Information shown.
= = = = = = =

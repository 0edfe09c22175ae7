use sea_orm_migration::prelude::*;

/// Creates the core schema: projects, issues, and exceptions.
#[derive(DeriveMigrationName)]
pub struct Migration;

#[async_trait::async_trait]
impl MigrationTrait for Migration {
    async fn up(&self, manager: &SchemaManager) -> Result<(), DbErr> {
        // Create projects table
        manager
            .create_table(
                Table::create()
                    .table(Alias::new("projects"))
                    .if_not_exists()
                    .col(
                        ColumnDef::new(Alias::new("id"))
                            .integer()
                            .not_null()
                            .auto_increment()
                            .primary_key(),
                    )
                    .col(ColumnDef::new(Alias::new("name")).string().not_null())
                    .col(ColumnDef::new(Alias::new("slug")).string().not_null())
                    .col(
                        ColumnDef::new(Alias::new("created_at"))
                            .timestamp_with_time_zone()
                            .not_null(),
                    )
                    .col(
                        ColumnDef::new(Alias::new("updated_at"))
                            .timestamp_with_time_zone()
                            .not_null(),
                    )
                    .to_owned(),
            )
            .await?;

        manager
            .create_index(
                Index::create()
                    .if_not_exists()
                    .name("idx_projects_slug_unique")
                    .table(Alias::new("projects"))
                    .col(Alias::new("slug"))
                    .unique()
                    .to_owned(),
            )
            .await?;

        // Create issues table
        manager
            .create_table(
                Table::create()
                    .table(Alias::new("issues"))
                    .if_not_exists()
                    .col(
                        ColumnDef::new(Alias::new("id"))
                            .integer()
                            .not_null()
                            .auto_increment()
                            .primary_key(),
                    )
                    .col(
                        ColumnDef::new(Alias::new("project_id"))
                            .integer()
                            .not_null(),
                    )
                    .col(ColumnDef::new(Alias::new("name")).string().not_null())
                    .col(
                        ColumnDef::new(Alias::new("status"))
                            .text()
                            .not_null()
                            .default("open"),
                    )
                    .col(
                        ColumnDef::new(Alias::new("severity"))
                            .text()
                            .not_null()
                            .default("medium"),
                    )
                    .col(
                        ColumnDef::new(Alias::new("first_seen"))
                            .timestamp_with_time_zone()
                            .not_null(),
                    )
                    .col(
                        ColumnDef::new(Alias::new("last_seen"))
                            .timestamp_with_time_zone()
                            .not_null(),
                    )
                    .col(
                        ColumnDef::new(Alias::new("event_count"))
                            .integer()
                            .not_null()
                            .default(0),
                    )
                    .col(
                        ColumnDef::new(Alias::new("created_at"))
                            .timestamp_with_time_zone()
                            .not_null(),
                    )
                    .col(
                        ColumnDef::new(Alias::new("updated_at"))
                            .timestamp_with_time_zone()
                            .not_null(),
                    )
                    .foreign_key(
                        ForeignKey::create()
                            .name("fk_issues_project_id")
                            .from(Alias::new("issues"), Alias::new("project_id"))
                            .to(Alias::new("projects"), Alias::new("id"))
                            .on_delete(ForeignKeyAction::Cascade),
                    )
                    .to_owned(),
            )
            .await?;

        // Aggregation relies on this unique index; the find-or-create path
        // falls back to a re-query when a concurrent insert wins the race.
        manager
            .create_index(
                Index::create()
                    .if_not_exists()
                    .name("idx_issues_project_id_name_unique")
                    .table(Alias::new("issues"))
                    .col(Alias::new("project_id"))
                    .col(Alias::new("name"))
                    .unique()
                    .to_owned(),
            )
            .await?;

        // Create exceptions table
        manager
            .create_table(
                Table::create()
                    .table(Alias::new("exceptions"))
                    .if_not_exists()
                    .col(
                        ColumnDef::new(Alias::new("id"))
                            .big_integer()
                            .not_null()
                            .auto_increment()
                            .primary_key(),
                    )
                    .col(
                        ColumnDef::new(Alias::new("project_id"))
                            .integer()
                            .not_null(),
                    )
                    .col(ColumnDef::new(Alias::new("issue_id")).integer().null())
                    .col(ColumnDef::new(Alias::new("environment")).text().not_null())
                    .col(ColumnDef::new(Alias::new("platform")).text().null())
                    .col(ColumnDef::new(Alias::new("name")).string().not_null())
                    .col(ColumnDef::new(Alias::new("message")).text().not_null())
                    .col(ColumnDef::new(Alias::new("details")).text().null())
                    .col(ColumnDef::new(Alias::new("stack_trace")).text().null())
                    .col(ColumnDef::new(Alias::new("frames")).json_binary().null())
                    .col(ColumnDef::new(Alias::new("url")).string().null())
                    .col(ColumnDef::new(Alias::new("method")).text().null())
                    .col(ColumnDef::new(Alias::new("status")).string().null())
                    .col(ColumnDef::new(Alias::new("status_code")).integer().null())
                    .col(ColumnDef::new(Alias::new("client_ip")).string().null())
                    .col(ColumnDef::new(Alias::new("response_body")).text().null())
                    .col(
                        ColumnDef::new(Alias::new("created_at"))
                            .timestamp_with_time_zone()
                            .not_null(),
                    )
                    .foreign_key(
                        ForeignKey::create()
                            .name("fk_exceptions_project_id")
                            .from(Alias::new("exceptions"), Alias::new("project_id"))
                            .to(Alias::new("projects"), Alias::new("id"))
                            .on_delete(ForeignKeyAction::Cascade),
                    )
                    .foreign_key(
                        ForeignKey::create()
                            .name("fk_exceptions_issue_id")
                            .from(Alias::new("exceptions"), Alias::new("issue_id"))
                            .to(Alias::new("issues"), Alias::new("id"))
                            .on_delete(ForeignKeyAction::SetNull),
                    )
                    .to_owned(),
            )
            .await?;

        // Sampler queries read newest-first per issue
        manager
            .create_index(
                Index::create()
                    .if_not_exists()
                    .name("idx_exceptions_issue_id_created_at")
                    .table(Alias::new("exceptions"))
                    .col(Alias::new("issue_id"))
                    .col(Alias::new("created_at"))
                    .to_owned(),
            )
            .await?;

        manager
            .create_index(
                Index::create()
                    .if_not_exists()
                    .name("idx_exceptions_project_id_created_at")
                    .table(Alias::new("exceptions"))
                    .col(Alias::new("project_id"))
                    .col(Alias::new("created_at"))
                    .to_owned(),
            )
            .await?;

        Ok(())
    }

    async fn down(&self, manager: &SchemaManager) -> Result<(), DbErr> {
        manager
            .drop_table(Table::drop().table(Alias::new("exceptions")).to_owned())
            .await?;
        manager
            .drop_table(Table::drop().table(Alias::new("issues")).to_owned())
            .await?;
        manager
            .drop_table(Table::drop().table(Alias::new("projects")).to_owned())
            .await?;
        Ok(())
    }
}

= = = = = = =

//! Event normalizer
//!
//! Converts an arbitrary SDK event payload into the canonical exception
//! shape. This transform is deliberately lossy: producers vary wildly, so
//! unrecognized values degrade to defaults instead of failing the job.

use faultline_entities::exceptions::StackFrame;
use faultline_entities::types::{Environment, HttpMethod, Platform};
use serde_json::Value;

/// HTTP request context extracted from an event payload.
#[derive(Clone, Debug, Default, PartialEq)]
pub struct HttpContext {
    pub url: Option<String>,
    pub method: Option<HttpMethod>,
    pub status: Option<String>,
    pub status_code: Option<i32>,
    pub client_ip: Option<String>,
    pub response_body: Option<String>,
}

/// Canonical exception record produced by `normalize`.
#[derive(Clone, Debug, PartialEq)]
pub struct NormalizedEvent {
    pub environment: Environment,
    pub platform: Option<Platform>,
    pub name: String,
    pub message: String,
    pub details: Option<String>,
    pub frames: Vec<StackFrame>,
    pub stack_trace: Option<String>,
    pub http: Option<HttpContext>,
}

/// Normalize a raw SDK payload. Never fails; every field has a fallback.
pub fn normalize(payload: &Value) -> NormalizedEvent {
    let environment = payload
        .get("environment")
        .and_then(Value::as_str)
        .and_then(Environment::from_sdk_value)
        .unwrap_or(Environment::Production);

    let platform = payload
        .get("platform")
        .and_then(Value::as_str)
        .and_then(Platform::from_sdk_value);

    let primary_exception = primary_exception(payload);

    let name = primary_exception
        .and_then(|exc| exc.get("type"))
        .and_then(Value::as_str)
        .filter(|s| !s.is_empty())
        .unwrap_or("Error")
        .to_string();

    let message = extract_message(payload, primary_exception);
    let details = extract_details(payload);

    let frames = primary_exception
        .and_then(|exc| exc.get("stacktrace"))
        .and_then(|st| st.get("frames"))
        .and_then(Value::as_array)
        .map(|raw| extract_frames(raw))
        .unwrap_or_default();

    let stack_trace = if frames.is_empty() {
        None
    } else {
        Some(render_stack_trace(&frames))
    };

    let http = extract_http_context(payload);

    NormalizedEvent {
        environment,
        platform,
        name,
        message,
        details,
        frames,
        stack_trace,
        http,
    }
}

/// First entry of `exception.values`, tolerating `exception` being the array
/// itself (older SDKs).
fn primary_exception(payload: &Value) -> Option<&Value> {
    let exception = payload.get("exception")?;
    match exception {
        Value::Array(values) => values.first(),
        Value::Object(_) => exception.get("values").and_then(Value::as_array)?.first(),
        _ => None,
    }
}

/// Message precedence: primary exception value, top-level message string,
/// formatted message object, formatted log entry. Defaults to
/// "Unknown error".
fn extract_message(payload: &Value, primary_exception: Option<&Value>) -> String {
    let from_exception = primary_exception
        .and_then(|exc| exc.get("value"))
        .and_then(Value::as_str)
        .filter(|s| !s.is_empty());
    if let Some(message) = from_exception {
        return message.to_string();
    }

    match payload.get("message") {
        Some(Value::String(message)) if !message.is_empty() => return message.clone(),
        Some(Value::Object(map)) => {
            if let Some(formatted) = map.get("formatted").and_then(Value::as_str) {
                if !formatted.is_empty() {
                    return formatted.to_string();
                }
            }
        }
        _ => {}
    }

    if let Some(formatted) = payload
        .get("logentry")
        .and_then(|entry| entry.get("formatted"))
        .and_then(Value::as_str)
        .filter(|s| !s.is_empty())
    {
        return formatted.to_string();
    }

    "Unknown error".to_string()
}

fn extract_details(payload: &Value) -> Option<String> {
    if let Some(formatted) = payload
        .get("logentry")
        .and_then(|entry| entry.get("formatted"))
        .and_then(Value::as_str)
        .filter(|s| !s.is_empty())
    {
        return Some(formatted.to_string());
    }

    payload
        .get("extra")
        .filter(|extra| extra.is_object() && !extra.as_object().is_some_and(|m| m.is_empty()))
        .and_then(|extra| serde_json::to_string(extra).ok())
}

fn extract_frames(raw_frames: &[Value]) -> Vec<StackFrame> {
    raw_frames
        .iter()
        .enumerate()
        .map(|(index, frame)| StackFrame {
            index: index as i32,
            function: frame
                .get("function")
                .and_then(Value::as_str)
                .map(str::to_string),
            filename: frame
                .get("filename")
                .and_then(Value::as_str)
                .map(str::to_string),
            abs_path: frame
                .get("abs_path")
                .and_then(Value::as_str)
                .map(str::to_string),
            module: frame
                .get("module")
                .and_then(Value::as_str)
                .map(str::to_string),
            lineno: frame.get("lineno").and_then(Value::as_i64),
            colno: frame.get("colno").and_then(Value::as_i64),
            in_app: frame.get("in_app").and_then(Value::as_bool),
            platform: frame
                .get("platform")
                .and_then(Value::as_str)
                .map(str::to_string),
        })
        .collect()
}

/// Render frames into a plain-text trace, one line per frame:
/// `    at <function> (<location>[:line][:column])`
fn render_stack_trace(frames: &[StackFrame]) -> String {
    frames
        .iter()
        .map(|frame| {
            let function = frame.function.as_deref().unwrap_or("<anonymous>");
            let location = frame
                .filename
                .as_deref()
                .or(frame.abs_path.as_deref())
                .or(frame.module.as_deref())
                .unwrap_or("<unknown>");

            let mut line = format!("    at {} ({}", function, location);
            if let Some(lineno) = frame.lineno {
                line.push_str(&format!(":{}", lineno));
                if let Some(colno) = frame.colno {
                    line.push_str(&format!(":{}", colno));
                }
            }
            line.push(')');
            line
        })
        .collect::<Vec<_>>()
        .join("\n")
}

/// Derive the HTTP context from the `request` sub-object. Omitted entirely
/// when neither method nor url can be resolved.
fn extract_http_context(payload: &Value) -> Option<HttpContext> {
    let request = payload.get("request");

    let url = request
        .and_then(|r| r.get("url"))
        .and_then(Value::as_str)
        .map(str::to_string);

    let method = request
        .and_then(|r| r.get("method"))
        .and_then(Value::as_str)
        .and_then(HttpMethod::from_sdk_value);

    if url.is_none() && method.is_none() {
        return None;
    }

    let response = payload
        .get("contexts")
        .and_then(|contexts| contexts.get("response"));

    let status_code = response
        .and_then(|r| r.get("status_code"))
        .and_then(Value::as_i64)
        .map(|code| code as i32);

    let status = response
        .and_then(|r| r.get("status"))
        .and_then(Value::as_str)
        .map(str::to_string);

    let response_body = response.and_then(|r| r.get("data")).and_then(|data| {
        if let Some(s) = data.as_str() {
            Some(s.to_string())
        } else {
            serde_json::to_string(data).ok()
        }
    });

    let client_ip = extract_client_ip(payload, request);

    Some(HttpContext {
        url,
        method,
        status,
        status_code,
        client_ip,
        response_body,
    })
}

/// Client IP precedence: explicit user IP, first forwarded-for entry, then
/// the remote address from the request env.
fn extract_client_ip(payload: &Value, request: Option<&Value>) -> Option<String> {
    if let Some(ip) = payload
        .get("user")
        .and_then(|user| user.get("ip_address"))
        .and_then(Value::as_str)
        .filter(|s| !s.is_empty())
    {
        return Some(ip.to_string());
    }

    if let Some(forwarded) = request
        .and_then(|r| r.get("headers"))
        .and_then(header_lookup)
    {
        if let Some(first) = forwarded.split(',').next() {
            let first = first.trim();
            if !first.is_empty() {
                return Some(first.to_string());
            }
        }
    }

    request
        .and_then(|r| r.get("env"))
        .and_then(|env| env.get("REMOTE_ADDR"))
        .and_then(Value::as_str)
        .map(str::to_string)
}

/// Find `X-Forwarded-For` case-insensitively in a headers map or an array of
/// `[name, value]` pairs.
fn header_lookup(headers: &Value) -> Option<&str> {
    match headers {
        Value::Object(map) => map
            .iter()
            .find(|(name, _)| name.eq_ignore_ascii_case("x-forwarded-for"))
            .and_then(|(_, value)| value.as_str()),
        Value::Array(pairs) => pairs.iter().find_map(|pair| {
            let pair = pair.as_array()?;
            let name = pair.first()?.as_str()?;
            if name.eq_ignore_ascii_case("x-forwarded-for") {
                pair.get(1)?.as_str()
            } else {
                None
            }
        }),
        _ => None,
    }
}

= = = = = = =

Exercise instructions. Starting from the data above, filter for lines with "PartialEq" and copy each one.

Expected output.
#[derive(Clone, Debug, Default, PartialEq)]
#[derive(Clone, Debug, PartialEq)]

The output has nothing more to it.